If you know me, you know I always reach my goals. I see the vision, sharpen it to crystal clarity. I burn it into my brain, then lower my eyes to the next small footsteps I must take to get there. This enormous, exciting leap into the vast unknown of living on the road is the biggest life change that I have ever set for myself. (Maybe aside from earning my chemistry degree at age 44. That was pretty big.)
As the cooling autumn season turns the leaves of the maples, liquidambers, aspens, and ashes to brilliant yellows, golds, oranges, reds, and burgundies, my eyes lift once again to the goal—a beginning, actually—looming ever closer. Two months from today I say goodbye, farewell, adieu, adios to my little town, my home, my life here. I ride the waves of sadness, elation, fear, happiness, concern, and anticipation. And yet, I focus on being present each day. After all, I’m not gone today.
An offer on my house is in the process of being approved, and my home of ten years is nearly empty. In a corner of my bedroom sits a carry-on-size backpack, the bag that will become my turtle shell home. A small pile of must-haves—tweezers, flashlight, mini-clamps, earplugs, moleskin—grows in a large zip-lock bag next to the bag. They’re not really must-haves at this point but items for consideration. As I see a small item or think of a possible-need, it just goes into the plastic bag for later processing. I recently filled my prescriptions for travel: Cipro, Z-pak, malaria pills, chill pills for potential road anxiety. Into the zip-lock they went. (Here’s a travel tip: you can actually request your prescriptions to be packaged in small zip-lock bags with the pharmacy labels taped to them. Perfect for condensing space!)
My head lifts now from my writing. I gaze across the valley to the view of Grizzly Peak outside my window. The burnt yellow grasses from a long, hot summer stand in contrast to the dark, dull green-brown of the trees running toward the top of the mountain. I love this view. I love the views around the entire Rogue Valley. I love the intense brilliance of the autumn leaves, the snow-tinged mountaintops of winter, the early push of crocuses and daffodils and tulips in spring. I love the magnificent and colorful skies, the clouds, the hawks and vultures. I have loved this little valley for decades, and I am ready to say goodbye to it all.

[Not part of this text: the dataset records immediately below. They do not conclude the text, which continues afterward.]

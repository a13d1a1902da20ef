use regex::Regex;
use serde_json::Value;

use crate::error::{CatalogueError, Result};
use crate::model::common::is_uuid;

pub const MAX_COORDINATE_PRECISION: usize = 6;
pub const MAX_POLYGON_RING_POINTS: usize = 13;
pub const MAX_GEO_DISTANCE_METERS: f64 = 10_000.0;
pub const MAX_TEXT_QUERY_LEN: usize = 100;
pub const MAX_ATTR_PROPERTIES: usize = 4;
pub const MAX_ATTR_VALUES_PER_GROUP: usize = 4;
pub const MAX_FILTER_ATTRS: usize = 10;
pub const MAX_RESULT_WINDOW: usize = 10_000;

/// Pure request-limit checks. Holds the compiled patterns so they are built
/// exactly once at startup and shared by reference; no lazy statics.
#[derive(Debug)]
pub struct QueryChecks {
    text_allowed: Regex,
    path_id: Regex,
}

impl Default for QueryChecks {
    fn default() -> Self {
        Self::new()
    }
}

impl QueryChecks {
    pub fn new() -> QueryChecks {
        QueryChecks {
            text_allowed: Regex::new(r"^[A-Za-z0-9 *,.'()+_-]+$").expect("valid regex"),
            path_id: Regex::new(r"^[A-Za-z0-9][A-Za-z0-9._-]*(/[A-Za-z0-9._-]+){0,4}$")
                .expect("valid regex"),
        }
    }

    /// A single coordinate component: finite, at most six decimal digits.
    pub fn check_coordinate(&self, value: &Value) -> Result<f64> {
        let number = value.as_f64().filter(|f| f.is_finite()).ok_or_else(|| {
            CatalogueError::InvalidGeoValue(format!("coordinate is not a finite number: {}", value))
        })?;
        let text = value.to_string();
        if let Some(decimals) = text.split('.').nth(1) {
            let digits = decimals
                .chars()
                .take_while(|c| c.is_ascii_digit())
                .count();
            if digits > MAX_COORDINATE_PRECISION {
                return Err(CatalogueError::InvalidGeoValue(format!(
                    "coordinate precision exceeds {} decimal digits: {}",
                    MAX_COORDINATE_PRECISION, text
                )));
            }
        }
        Ok(number)
    }

    pub fn check_max_distance(&self, distance: f64) -> Result<()> {
        if !distance.is_finite() || distance <= 0.0 {
            return Err(CatalogueError::InvalidGeoValue(format!(
                "maxDistance must be positive: {}",
                distance
            )));
        }
        if distance > MAX_GEO_DISTANCE_METERS {
            return Err(CatalogueError::InvalidGeoValue(format!(
                "maxDistance exceeds {} meters: {}",
                MAX_GEO_DISTANCE_METERS, distance
            )));
        }
        Ok(())
    }

    /// Polygon ring: first point equals last, ring bounded in length.
    pub fn check_polygon_ring(&self, ring: &[[f64; 2]]) -> Result<()> {
        if ring.len() < 4 {
            return Err(CatalogueError::InvalidGeoValue(format!(
                "polygon ring needs at least 4 points, got {}",
                ring.len()
            )));
        }
        if ring.len() > MAX_POLYGON_RING_POINTS {
            return Err(CatalogueError::InvalidGeoValue(format!(
                "polygon ring exceeds {} points: {}",
                MAX_POLYGON_RING_POINTS,
                ring.len()
            )));
        }
        if ring.first() != ring.last() {
            return Err(CatalogueError::InvalidGeoValue(
                "polygon ring is not closed (first point != last point)".to_string(),
            ));
        }
        Ok(())
    }

    pub fn check_text_query(&self, q: &str) -> Result<()> {
        if q.trim().is_empty() {
            return Err(CatalogueError::InvalidSyntax(
                "text query must not be blank".to_string(),
            ));
        }
        if q.len() > MAX_TEXT_QUERY_LEN {
            return Err(CatalogueError::InvalidParamValue(format!(
                "text query exceeds {} characters",
                MAX_TEXT_QUERY_LEN
            )));
        }
        if !self.text_allowed.is_match(q) {
            return Err(CatalogueError::InvalidParamValue(format!(
                "text query contains disallowed characters: {}",
                q
            )));
        }
        Ok(())
    }

    pub fn check_attribute_arity(
        &self,
        properties: &[String],
        value_groups: &[Vec<String>],
    ) -> Result<()> {
        if properties.is_empty() {
            return Err(CatalogueError::InvalidSyntax(
                "attribute search requires at least one property".to_string(),
            ));
        }
        if properties.len() > MAX_ATTR_PROPERTIES {
            return Err(CatalogueError::InvalidParamValue(format!(
                "attribute search supports at most {} properties, got {}",
                MAX_ATTR_PROPERTIES,
                properties.len()
            )));
        }
        if properties.len() != value_groups.len() {
            return Err(CatalogueError::InvalidParamValue(format!(
                "property count {} does not match value group count {}",
                properties.len(),
                value_groups.len()
            )));
        }
        for group in value_groups {
            if group.is_empty() || group.len() > MAX_ATTR_VALUES_PER_GROUP {
                return Err(CatalogueError::InvalidParamValue(format!(
                    "each value group must hold 1..={} values, got {}",
                    MAX_ATTR_VALUES_PER_GROUP,
                    group.len()
                )));
            }
        }
        Ok(())
    }

    pub fn check_filter_attrs(&self, attrs: &[String]) -> Result<()> {
        if attrs.is_empty() {
            return Err(CatalogueError::InvalidSyntax(
                "filter requires at least one attribute".to_string(),
            ));
        }
        if attrs.len() > MAX_FILTER_ATTRS {
            return Err(CatalogueError::InvalidParamValue(format!(
                "filter supports at most {} attributes, got {}",
                MAX_FILTER_ATTRS,
                attrs.len()
            )));
        }
        Ok(())
    }

    /// Paging window. Out-of-range values fail; an over-large sum is clamped
    /// silently by shrinking the larger of the two.
    pub fn clamp_pagination(
        &self,
        limit: Option<usize>,
        offset: Option<usize>,
    ) -> Result<(usize, usize)> {
        let limit = limit.unwrap_or(crate::model::QueryPlan::DEFAULT_LIMIT);
        let offset = offset.unwrap_or(0);
        if limit > MAX_RESULT_WINDOW {
            return Err(CatalogueError::InvalidParamValue(format!(
                "limit exceeds {}: {}",
                MAX_RESULT_WINDOW, limit
            )));
        }
        if offset > MAX_RESULT_WINDOW {
            return Err(CatalogueError::InvalidParamValue(format!(
                "offset exceeds {}: {}",
                MAX_RESULT_WINDOW, offset
            )));
        }
        if limit + offset > MAX_RESULT_WINDOW {
            let excess = limit + offset - MAX_RESULT_WINDOW;
            if limit >= offset {
                return Ok((limit - excess, offset));
            }
            return Ok((limit, offset - excess));
        }
        Ok((limit, offset))
    }

    /// Item id shape: plain UUID or slash-separated namespaced path.
    pub fn check_item_id(&self, id: &str) -> Result<()> {
        if is_uuid(id) || self.path_id.is_match(id) {
            return Ok(());
        }
        Err(CatalogueError::InvalidUuid(format!(
            "malformed item id: {}",
            id
        )))
    }

    pub fn check_non_blank(&self, value: &str, field: &str) -> Result<()> {
        if value.trim().is_empty() {
            return Err(CatalogueError::InvalidSyntax(format!(
                "{} must not be blank",
                field
            )));
        }
        Ok(())
    }
}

Like everyone, I have had friends come and go. I have friends with whom I have grown closer and friends from whom I’ve grown apart. I have dear friends who will always be in my life. Interestingly, I’ve recently made new friends in this long, lingering goodbye before I leave on my travels, friends I wish I had years to spend time with. I have been elated in my friendships, and I have been deeply disappointed. Just the normal range of human experience, I suppose.

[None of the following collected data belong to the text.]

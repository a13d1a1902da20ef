//! End-to-end flows through the router with the in-memory store:
//! HTTP -> params -> compiler/resolver -> store.

use std::sync::Arc;
use std::time::Duration;

use axum::body::Body;
use axum::http::{Request, StatusCode};
use http_body_util::BodyExt;
use serde_json::{json, Value};
use tower::ServiceExt;

use catalogue_server::api::{create_router, ApiContext};
use catalogue_server::store::{AcceptAllValidator, InMemoryStore, SchemaValidator};

const COS_ID: &str = "0f1b4bd9-4b06-4a74-a6a7-0f8a2c1f4c01";
const RS_ID: &str = "e9a2f1c8-1a34-4cbe-9d3e-0f8a2c1f4c02";
const PROVIDER_ID: &str = "83995e8c-fa80-4241-93c0-e86a66154eb6";
const GROUP_ID: &str = "5c0a28ef-7a37-4d3c-b8b4-0f8a2c1f4c04";
const RESOURCE_ID: &str = "8b95ab80-a3c1-44f3-b0b0-dfc53c7f2b2e";

fn test_router() -> axum::Router {
    let store = Arc::new(InMemoryStore::new());
    let validator: Arc<dyn SchemaValidator> = Arc::new(AcceptAllValidator);
    let ctx = ApiContext::new(store, validator, Duration::from_secs(3));
    create_router().with_state(ctx)
}

/// Percent-encode the characters our JSON-array query params carry.
fn enc(raw: &str) -> String {
    raw.replace('"', "%22")
        .replace('[', "%5B")
        .replace(']', "%5D")
        .replace(' ', "%20")
}

async fn send(
    router: &axum::Router,
    method: &str,
    uri: &str,
    body: Option<Value>,
) -> (StatusCode, Value) {
    let request = match body {
        Some(json) => Request::builder()
            .method(method)
            .uri(uri)
            .header("content-type", "application/json")
            .body(Body::from(json.to_string()))
            .unwrap(),
        None => Request::builder()
            .method(method)
            .uri(uri)
            .body(Body::empty())
            .unwrap(),
    };
    let response = router.clone().oneshot(request).await.unwrap();
    let status = response.status();
    let bytes = response.into_body().collect().await.unwrap().to_bytes();
    let value = if bytes.is_empty() {
        Value::Null
    } else {
        serde_json::from_slice(&bytes).unwrap()
    };
    (status, value)
}

/// Register the full hierarchy: COS -> ResourceServer -> Provider ->
/// ResourceGroup -> Resource, plus the "pune" instance namespace.
async fn seed(router: &axum::Router) {
    let (status, _) = send(router, "POST", "/instance?id=pune", None).await;
    assert_eq!(status, StatusCode::CREATED);

    let items = vec![
        json!({"id": COS_ID, "type": ["COS"], "name": "exchange root"}),
        json!({
            "id": RS_ID, "type": ["ResourceServer"], "name": "rs.example.org",
            "cos": COS_ID, "resourceServerURL": "https://rs.example.org"
        }),
        json!({
            "id": PROVIDER_ID, "type": ["Provider"], "name": "city sensing",
            "resourceServer": RS_ID, "providerUserId": "user-42"
        }),
        json!({
            "id": GROUP_ID, "type": ["ResourceGroup"], "name": "aqm sensors",
            "provider": PROVIDER_ID, "instance": "pune"
        }),
        json!({
            "id": RESOURCE_ID, "type": ["Resource"], "name": "aqm unit 7",
            "provider": PROVIDER_ID, "resourceGroup": GROUP_ID, "instance": "pune"
        }),
    ];
    for item in items {
        let (status, body) = send(router, "POST", "/item", Some(item)).await;
        assert_eq!(status, StatusCode::CREATED, "seed failed: {}", body);
    }
}

#[tokio::test]
async fn full_hierarchy_registration_and_lookup() {
    let router = test_router();
    seed(&router).await;

    let (status, body) = send(
        &router,
        "GET",
        &format!("/item?id={}", RESOURCE_ID),
        None,
    )
    .await;
    assert_eq!(status, StatusCode::OK);
    assert_eq!(body["status"], "Success");
    // Inherited identifiers were copied down from the ancestry
    let doc = &body["results"][0];
    assert_eq!(doc["providerUserId"], "user-42");
    assert_eq!(doc["resourceServerURL"], "https://rs.example.org");
    assert_eq!(doc["cos"], COS_ID);
}

#[tokio::test]
async fn provider_with_unknown_server_is_rejected() {
    let router = test_router();
    seed(&router).await;

    let (status, body) = send(
        &router,
        "POST",
        "/item",
        Some(json!({
            "id": "aaaaaaaa-bbbb-4ccc-8ddd-eeeeeeeeeeee",
            "type": ["Provider"],
            "resourceServer": "11111111-2222-4333-8444-555555555555"
        })),
    )
    .await;
    assert_eq!(status, StatusCode::BAD_REQUEST);
    assert_eq!(body["type"], "urn:dx:cat:LinkValidationFailed");
    assert_eq!(body["status"], "Fail");

    // And nothing was written
    let (status, _) = send(
        &router,
        "GET",
        "/item?id=aaaaaaaa-bbbb-4ccc-8ddd-eeeeeeeeeeee",
        None,
    )
    .await;
    assert_eq!(status, StatusCode::NOT_FOUND);
}

#[tokio::test]
async fn attribute_search_and_count() {
    let router = test_router();
    seed(&router).await;

    let uri = format!(
        "/search?property={}&value={}",
        enc(r#"["id"]"#),
        enc(&format!(r#"[["{}"]]"#, RESOURCE_ID))
    );
    let (status, body) = send(&router, "GET", &uri, None).await;
    assert_eq!(status, StatusCode::OK);
    assert_eq!(body["totalHits"], 1);
    assert_eq!(body["results"][0]["id"], RESOURCE_ID);

    let (status, body) = send(&router, "GET", "/count?q=aqm*", None).await;
    assert_eq!(status, StatusCode::OK);
    // The group and the resource both carry "aqm" names
    assert_eq!(body["totalHits"], 2);
}

#[tokio::test]
async fn count_rejects_response_filter_mode() {
    let router = test_router();
    seed(&router).await;

    let uri = format!("/count?q=aqm&filter={}", enc(r#"["id"]"#));
    let (status, body) = send(&router, "GET", &uri, None).await;
    assert_eq!(status, StatusCode::BAD_REQUEST);
    assert_eq!(body["type"], "urn:dx:cat:InvalidSyntax");
}

#[tokio::test]
async fn relationship_traversal_both_directions() {
    let router = test_router();
    seed(&router).await;

    let uri = format!("/relationship?id={}&rel=resourceGroup", RESOURCE_ID);
    let (status, body) = send(&router, "GET", &uri, None).await;
    assert_eq!(status, StatusCode::OK);
    assert_eq!(body["results"][0]["id"], GROUP_ID);

    let uri = format!("/relationship?id={}&rel=resource", GROUP_ID);
    let (_, body) = send(&router, "GET", &uri, None).await;
    assert_eq!(body["results"][0]["id"], RESOURCE_ID);

    let uri = format!("/relationship?id={}&rel=type", RESOURCE_ID);
    let (_, body) = send(&router, "GET", &uri, None).await;
    assert_eq!(body["results"], json!(["Resource"]));

    let uri = format!("/relationship?id={}&rel=cos", RESOURCE_ID);
    let (_, body) = send(&router, "GET", &uri, None).await;
    assert_eq!(body["results"][0]["id"], COS_ID);
}

#[tokio::test]
async fn rel_search_unknown_root_is_empty_success() {
    let router = test_router();
    seed(&router).await;

    let uri = format!(
        "/relsearch?relationship=abcd.abcd&value={}",
        enc(r#"["anything"]"#)
    );
    let (status, body) = send(&router, "GET", &uri, None).await;
    assert_eq!(status, StatusCode::OK);
    assert_eq!(body["status"], "Success");
    assert!(body.get("results").is_none() || body["results"].as_array().unwrap().is_empty());
}

#[tokio::test]
async fn delete_guards_and_teardown() {
    let router = test_router();
    seed(&router).await;

    // Parents with live dependents refuse deletion
    for blocked in [COS_ID, RS_ID, PROVIDER_ID, GROUP_ID] {
        let (status, body) = send(&router, "DELETE", &format!("/item?id={}", blocked), None).await;
        assert_eq!(status, StatusCode::CONFLICT, "expected 409 for {}", blocked);
        assert_eq!(body["type"], "urn:dx:cat:Conflict");
    }

    // The instance namespace still has members
    let (status, _) = send(&router, "DELETE", "/instance?id=pune", None).await;
    assert_eq!(status, StatusCode::CONFLICT);

    // Leaf-first teardown succeeds all the way up
    for id in [RESOURCE_ID, GROUP_ID, PROVIDER_ID, RS_ID, COS_ID] {
        let (status, _) = send(&router, "DELETE", &format!("/item?id={}", id), None).await;
        assert_eq!(status, StatusCode::OK, "teardown failed for {}", id);
    }
    let (status, _) = send(&router, "DELETE", "/instance?id=pune", None).await;
    assert_eq!(status, StatusCode::OK);
}

#[tokio::test]
async fn malformed_delete_id_is_rejected() {
    let router = test_router();
    let (status, body) = send(&router, "DELETE", "/item?id=not%20a%20uuid!", None).await;
    assert_eq!(status, StatusCode::BAD_REQUEST);
    assert_eq!(body["type"], "urn:dx:cat:InvalidUuid");
}

#[tokio::test]
async fn instance_header_scopes_search() {
    let router = test_router();
    seed(&router).await;

    let request = Request::builder()
        .method("GET")
        .uri("/search?q=sensor")
        .header("instance", "pune")
        .body(Body::empty())
        .unwrap();
    let response = router.clone().oneshot(request).await.unwrap();
    assert_eq!(response.status(), StatusCode::OK);
    let bytes = response.into_body().collect().await.unwrap().to_bytes();
    let body: Value = serde_json::from_slice(&bytes).unwrap();
    for doc in body["results"].as_array().unwrap() {
        assert_eq!(doc["instance"], "pune");
    }
}

#[tokio::test]
async fn duplicate_item_registration_conflicts() {
    let router = test_router();
    seed(&router).await;

    let (status, body) = send(
        &router,
        "POST",
        "/item",
        Some(json!({
            "id": RESOURCE_ID, "type": ["Resource"],
            "provider": PROVIDER_ID, "resourceGroup": GROUP_ID
        })),
    )
    .await;
    assert_eq!(status, StatusCode::CONFLICT);
    assert_eq!(body["type"], "urn:dx:cat:Conflict");
}

#[tokio::test]
async fn instance_listing_aggregates_members() {
    let router = test_router();
    seed(&router).await;

    let (status, body) = send(&router, "GET", "/instances", None).await;
    assert_eq!(status, StatusCode::OK);
    let buckets = body["results"].as_array().unwrap();
    assert_eq!(buckets[0]["key"], "pune");
    assert_eq!(buckets[0]["docCount"], 2);
}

But the hardest goodbye will be to my furry orange companion of the last five years, my big boy, my Apples. He was my main comfort during a difficult time, my cuddle bug in the cold winter nights, my too-big-for-my-lap lap cat. I can’t go there yet.
I feel myself becoming softer, more tender, more gentle with myself and others as I prepare for this massive transition. Live has become more precious. I’ve slowed down, the better to slow the time. While I am excited
to depart, I want to savor these last remaining weeks. I do not need to be in a hurry. There is time. There is nothing but time.